©André Palais
« Vous n’échapperez pas à l’épreuve de ce dont il n’y aura jamais eu d’expérience, dès lors qu’avec la possibilité de son objet s’est détruite celle de la vivre en personne, – une épreuve que vous n’aurez jamais su nommer, vous ayant défait de vous-même, aux lieux éparpillés de toutes vos défaites passées.
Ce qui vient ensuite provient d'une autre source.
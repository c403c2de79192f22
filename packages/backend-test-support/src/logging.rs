//! Tracing setup for integration test binaries.
//!
//! Each `tests/*.rs` binary is its own process, so each calls [`init`] once
//! (usually from a `ctor` hook). Filter precedence: `TEST_LOG`, `RUST_LOG`, `warn`.

use once_cell::sync::OnceCell;
use tracing_subscriber::{fmt, EnvFilter};

static INITIALIZED: OnceCell<()> = OnceCell::new();

pub fn init() {
    INITIALIZED.get_or_init(|| {
        let filter = std::env::var("TEST_LOG")
            .or_else(|_| std::env::var("RUST_LOG"))
            .map(EnvFilter::new)
            .unwrap_or_else(|_| EnvFilter::new("warn"));

        fmt()
            .with_env_filter(filter)
            .with_test_writer()
            .without_time()
            .try_init()
            .ok();
    });
}
#![deny(clippy::wildcard_imports)]
#![cfg_attr(test, allow(clippy::wildcard_imports))]

pub mod config;
pub mod domain;
pub mod error;
pub mod errors;
pub mod protocol;
pub mod repos;
pub mod services;
pub mod telemetry;

#[cfg(test)]
pub mod test_bootstrap;

// Re-exports for public API
pub use config::GameConfig;
pub use error::{AppError, ErrorCategory};
pub use errors::ErrorCode;
pub use repos::games::{GameId, GameStore, MemoryGameStore};
pub use services::games::GameService;

// Prelude for test convenience
pub mod prelude {
    pub use super::domain::*;
    pub use super::error::*;
    pub use super::protocol::*;
    pub use super::repos::*;
    pub use super::services::*;
}

// Auto-initialize logging for unit tests
#[cfg(test)]
#[ctor::ctor]
fn init_test_logging() {
    test_bootstrap::logging::init();
}
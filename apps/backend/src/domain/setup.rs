//! Army setup validation and starting layouts.

use std::collections::BTreeMap;

use rand::seq::SliceRandom;
use rand::SeedableRng;
use rand_chacha::ChaCha8Rng;

use crate::domain::board::{Board, Cell, PieceData, Side};
use crate::domain::ranks::{
    is_valid_rank, Rank, RankCounts, ARMY_COMPOSITION, ARMY_SIZE, NAMED_RANKS,
};
use crate::errors::domain::{DomainError, ValidationKind};

/// One submitted cell: a rank name that parsed, or the raw token that did not.
#[derive(Debug, Clone, PartialEq, Eq)]
pub enum RankEntry {
    Known(Rank),
    Unknown(String),
}

impl RankEntry {
    pub fn parse(token: &str) -> Self {
        token
            .parse::<Rank>()
            .map_or_else(|_| RankEntry::Unknown(token.to_string()), RankEntry::Known)
    }

    pub fn as_str(&self) -> &str {
        match self {
            RankEntry::Known(rank) => rank.as_str(),
            RankEntry::Unknown(token) => token,
        }
    }

    /// The placeable rank, if this entry names one.
    fn placeable(&self) -> Option<Rank> {
        match self {
            RankEntry::Known(rank) if is_valid_rank(*rank) => Some(*rank),
            _ => None,
        }
    }
}

impl From<Rank> for RankEntry {
    fn from(rank: Rank) -> Self {
        RankEntry::Known(rank)
    }
}

/// Submitted starting positions: cell index → rank entry.
pub type Layout = BTreeMap<u8, RankEntry>;

/// A side's army after validation. Only `validate_army` builds one.
#[derive(Debug, Clone, PartialEq, Eq)]
pub struct Army {
    side: Side,
    ranks: [Rank; ARMY_SIZE],
}

impl Army {
    pub fn side(&self) -> Side {
        self.side
    }

    pub fn cells(&self) -> impl Iterator<Item = (Cell, Rank)> + '_ {
        self.side.home_cells().zip(self.ranks.iter().copied())
    }

    /// Write this army onto its home cells, leaving every other cell as is.
    pub fn place_on(&self, board: &mut Board) {
        for (cell, rank) in self.cells() {
            board.set(cell, PieceData::new(rank, self.side));
        }
    }
}

/// Validate one side's starting positions.
///
/// Walks the side's 40 home cells in order and fails on the first cell that is
/// missing or carries a non-placeable rank, then checks the per-rank totals.
/// Entries outside the home cells are not inspected.
pub fn validate_army(layout: &Layout, side: Side) -> Result<Army, DomainError> {
    let mut ranks = [Rank::Empty; ARMY_SIZE];
    let mut counts = RankCounts::default();

    for (slot, cell) in side.home_cells().enumerate() {
        let Some(entry) = layout.get(&cell.value()) else {
            return Err(DomainError::validation(
                ValidationKind::MissingPiece(cell.value()),
                format!("piece {cell} is missing"),
            ));
        };
        let Some(rank) = entry.placeable() else {
            let token = entry.as_str();
            return Err(DomainError::validation(
                ValidationKind::InvalidRank(token.to_string()),
                format!("piece {token} is not valid"),
            ));
        };
        counts.add(rank);
        ranks[slot] = rank;
    }

    if !counts.is_standard_army() {
        return Err(DomainError::validation(
            ValidationKind::InvalidArmyComposition(counts),
            format!("number of pieces ({counts}) is not valid"),
        ));
    }

    Ok(Army { side, ranks })
}

/// Every rank in table order, repeated per `ARMY_COMPOSITION`.
pub fn army_ranks() -> Vec<Rank> {
    NAMED_RANKS
        .iter()
        .zip(ARMY_COMPOSITION.iter())
        .flat_map(|(&rank, &n)| std::iter::repeat(rank).take(n as usize))
        .collect()
}

/// Fills the side's home cells in rank-table order: spy first, flag last.
pub fn standard_layout(side: Side) -> Layout {
    side.home_cells()
        .map(Cell::value)
        .zip(army_ranks().into_iter().map(RankEntry::from))
        .collect()
}

/// A valid layout shuffled deterministically from `seed`.
pub fn shuffled_layout(side: Side, seed: u64) -> Layout {
    let mut ranks = army_ranks();
    let mut rng = ChaCha8Rng::seed_from_u64(seed);
    ranks.shuffle(&mut rng);
    side.home_cells()
        .map(Cell::value)
        .zip(ranks.into_iter().map(RankEntry::from))
        .collect()
}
Ici – mais c’est ailleurs -, c’est bien de vivre qu’il se sera agi cependant, d’une vie que rien n’atteste que l’image incertaine de son propre effacement. » (Olivier Campa)
Connaissez-vous les oeuvres d’André Palais, peintre travaillant à l’atelier Hauteville (Paris, 10eme), lieu hybride rassemblant un collectif d’artistes et une galerie ?

©André Palais
Paraît aujourd’hui aux éditions Uqbar Bloom, un livre, très beau, permettant de découvrir ses dernières toiles.
Il s’agit d’une série, très sombre, évoquant un désastre, atomique peut-être, ou quelque fin du monde pour les animalcules humains.
Composé de six parties (La route / Ruines / Boom / Magma / La chute / Noir), Boom se regarde avec calme et silence : nous n’avons plus rien à craindre, puisque la catastrophe a déjà eu lieu.
En un sens, cette certitude est rassurante.

©André Palais
Travaillant probablement d’après photographie, André Palais construit ses scènes et leur juxtaposition à la façon de qui a vu les films de Chris Marker et lu Cormac McCarthy.
On se réunit en famille une dernière fois, pour la photo, l’explosion est imminente.
La planète Melancholia se rapproche, la Terre-Mère est déjà un désert, la lune bouge comme un caillot de sang noir.
A l’instant de la mort se lèvent des images, un lion flotte dans l’air comme un éléphant de Dali, voici Dieu et vous ne l’imaginiez pas ainsi.
Certains fuient par la route, d’autres attrapent un dernier avion, mais les miracles seront misérables, n’en doutez pas.

©André Palais
De nature hyperréaliste – quoi de mieux pour donner la sensation de l’invisible que l’observation minutieuse des faits et des êtres ? -, les peintures d’André Palais déclinent en des nuances de gris des signes qui sont des tropes : la caravane garée dans un paysage de montagne indique une solitude fondamentale, ou un sauve-qui-peut, et la route sinueuse un égarement sans fin.
A quoi bon s’acharner à représenter quand la promesse est celle de l’engloutissement dans l’absurde et le néant ?
Quel est le pouvoir d’une peinture emportée dans les tourbillonnements d’un typhon ?

©André Palais
Peut-être celui d’un arrêt, d’une recomposition au cœur même de la matière des particules de sens, et la tentative d’un chant dans le récit fou et tremblé qu’invente la nuit.
Les statues tombent en poussière, les visages sont des grimaces atroces, le cosmonaute russe regarde pour une dernière fois la glorieuse et pitoyable petite race humaine.
Déluge, cris, indifférence des astres.
L’œil se fend, on fait l’amour en pleurant, le dernier fœtus du monde est un monstre.

©André Palais
Le peintre s’essaie au plongeon olympique, se met la tête à l’envers, il faut bien tenter une ultime pirouette.
Nous n’avons pas su habiter poétiquement le monde, nous sommes damnés, et les femmes nues, pêcheuses d’absolu, ont toujours été plus belles que les révolutions.
On échange les masques, on échange les barques, on échange nos sexes, mais tout est illusoire.
Menace, pandémie, blouses blanches, conciliabules des sectateurs, le virus est dans le fruit.

©André Palais
Apparaît un grand cerf, le roi des bois marche tranquillement sur les cendres de l’humanité.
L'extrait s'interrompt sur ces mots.